→ **Directions for this task**
Return every line from the one with "pub struct LotLink" through the one with "(Some(item_id), Some(lot_id)) if", inclusive, exactly as it appears below.

Top of Material provided

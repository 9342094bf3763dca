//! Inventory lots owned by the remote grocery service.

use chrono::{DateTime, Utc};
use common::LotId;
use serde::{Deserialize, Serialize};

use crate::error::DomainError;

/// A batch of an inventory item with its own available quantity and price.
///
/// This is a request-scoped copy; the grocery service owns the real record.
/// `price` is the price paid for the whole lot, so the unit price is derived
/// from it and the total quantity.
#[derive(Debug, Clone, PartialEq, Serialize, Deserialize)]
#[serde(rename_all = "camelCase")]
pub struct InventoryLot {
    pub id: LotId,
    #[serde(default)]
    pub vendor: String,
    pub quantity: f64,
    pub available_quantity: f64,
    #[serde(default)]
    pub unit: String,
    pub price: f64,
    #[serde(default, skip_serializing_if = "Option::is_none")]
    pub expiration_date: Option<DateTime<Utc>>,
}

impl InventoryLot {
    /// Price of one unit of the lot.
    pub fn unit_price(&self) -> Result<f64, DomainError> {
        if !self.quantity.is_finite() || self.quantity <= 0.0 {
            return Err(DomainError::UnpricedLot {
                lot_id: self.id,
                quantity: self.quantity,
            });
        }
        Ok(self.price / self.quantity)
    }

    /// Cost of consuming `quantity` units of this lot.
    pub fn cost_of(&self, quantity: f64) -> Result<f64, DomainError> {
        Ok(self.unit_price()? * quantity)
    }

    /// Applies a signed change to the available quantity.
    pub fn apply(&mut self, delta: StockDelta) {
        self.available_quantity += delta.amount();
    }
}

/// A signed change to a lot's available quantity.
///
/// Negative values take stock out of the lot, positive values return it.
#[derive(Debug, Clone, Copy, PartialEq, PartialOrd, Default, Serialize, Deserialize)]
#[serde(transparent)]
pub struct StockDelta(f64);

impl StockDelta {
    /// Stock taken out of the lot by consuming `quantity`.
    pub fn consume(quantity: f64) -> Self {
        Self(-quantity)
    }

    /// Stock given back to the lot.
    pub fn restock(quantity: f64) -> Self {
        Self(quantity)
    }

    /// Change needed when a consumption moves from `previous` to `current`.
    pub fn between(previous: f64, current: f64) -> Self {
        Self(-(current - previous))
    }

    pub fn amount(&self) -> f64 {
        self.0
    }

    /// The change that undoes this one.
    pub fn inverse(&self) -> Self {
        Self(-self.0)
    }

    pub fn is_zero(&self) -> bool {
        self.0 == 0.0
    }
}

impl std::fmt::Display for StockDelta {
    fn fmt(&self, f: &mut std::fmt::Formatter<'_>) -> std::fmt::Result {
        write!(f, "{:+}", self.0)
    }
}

Bottom of Material provided
Top of Material provided

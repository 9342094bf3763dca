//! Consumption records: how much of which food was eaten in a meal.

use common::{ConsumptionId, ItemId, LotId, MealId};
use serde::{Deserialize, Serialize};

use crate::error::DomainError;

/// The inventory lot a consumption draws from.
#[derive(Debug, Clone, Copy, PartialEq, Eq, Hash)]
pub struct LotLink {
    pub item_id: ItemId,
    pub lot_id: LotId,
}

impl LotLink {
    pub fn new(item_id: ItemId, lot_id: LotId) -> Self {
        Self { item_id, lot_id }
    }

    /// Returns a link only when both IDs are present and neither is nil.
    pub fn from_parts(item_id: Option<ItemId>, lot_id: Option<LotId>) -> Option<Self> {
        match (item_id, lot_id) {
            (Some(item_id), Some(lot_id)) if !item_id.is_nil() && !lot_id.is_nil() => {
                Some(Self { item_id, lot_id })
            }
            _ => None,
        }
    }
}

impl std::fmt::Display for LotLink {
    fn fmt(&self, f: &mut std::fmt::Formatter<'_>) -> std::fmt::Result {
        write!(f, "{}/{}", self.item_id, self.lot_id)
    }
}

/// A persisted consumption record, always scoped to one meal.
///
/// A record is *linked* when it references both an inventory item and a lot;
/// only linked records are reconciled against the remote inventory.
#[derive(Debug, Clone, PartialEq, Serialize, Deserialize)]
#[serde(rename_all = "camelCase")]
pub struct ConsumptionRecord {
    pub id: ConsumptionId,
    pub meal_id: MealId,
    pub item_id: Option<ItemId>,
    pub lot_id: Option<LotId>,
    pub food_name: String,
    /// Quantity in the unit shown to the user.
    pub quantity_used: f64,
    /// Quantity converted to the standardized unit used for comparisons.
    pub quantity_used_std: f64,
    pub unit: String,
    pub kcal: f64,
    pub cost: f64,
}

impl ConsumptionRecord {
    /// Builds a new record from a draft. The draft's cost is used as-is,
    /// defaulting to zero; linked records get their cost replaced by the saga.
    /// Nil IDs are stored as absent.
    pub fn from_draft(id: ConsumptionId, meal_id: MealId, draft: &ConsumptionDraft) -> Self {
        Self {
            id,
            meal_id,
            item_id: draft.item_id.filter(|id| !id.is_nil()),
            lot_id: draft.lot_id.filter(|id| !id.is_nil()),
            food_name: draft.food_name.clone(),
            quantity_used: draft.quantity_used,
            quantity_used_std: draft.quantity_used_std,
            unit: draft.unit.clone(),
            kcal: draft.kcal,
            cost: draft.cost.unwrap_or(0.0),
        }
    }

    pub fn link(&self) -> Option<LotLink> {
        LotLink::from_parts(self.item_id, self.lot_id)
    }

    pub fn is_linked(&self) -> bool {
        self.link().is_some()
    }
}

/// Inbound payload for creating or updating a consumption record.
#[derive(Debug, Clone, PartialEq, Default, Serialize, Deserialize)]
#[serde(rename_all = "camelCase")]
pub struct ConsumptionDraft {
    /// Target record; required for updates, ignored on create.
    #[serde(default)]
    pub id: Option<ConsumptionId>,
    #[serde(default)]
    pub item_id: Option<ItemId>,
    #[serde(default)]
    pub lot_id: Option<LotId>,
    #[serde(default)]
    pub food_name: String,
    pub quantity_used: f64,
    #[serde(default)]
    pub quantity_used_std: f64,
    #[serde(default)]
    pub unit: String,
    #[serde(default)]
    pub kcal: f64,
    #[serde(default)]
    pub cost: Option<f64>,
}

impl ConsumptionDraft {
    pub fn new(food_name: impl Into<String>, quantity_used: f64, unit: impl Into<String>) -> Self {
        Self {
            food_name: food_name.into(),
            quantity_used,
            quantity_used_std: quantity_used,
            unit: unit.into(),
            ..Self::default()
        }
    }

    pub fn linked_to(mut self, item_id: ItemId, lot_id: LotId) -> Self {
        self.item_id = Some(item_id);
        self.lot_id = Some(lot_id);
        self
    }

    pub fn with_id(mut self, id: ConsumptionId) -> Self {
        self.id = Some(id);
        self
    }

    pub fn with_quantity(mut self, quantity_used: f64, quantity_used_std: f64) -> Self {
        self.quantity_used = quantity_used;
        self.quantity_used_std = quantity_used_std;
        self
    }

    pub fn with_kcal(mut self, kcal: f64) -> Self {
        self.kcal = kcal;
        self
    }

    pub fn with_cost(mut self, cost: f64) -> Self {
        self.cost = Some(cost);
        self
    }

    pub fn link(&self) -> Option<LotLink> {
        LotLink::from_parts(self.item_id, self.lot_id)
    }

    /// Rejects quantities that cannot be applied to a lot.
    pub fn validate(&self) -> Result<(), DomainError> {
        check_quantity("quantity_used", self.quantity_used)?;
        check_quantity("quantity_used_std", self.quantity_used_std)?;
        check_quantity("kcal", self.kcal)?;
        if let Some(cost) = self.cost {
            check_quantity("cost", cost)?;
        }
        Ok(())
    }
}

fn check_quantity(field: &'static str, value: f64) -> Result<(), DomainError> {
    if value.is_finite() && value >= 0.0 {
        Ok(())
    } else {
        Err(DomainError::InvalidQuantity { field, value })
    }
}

Bottom of Material provided

→ **Answer to this problem**
pub struct LotLink {
    pub item_id: ItemId,
    pub lot_id: LotId,
}

impl LotLink {
    pub fn new(item_id: ItemId, lot_id: LotId) -> Self {
        Self { item_id, lot_id }
    }

    /// Returns a link only when both IDs are present and neither is nil.
    pub fn from_parts(item_id: Option<ItemId>, lot_id: Option<LotId>) -> Option<Self> {
        match (item_id, lot_id) {
            (Some(item_id), Some(lot_id)) if !item_id.is_nil() && !lot_id.is_nil() => {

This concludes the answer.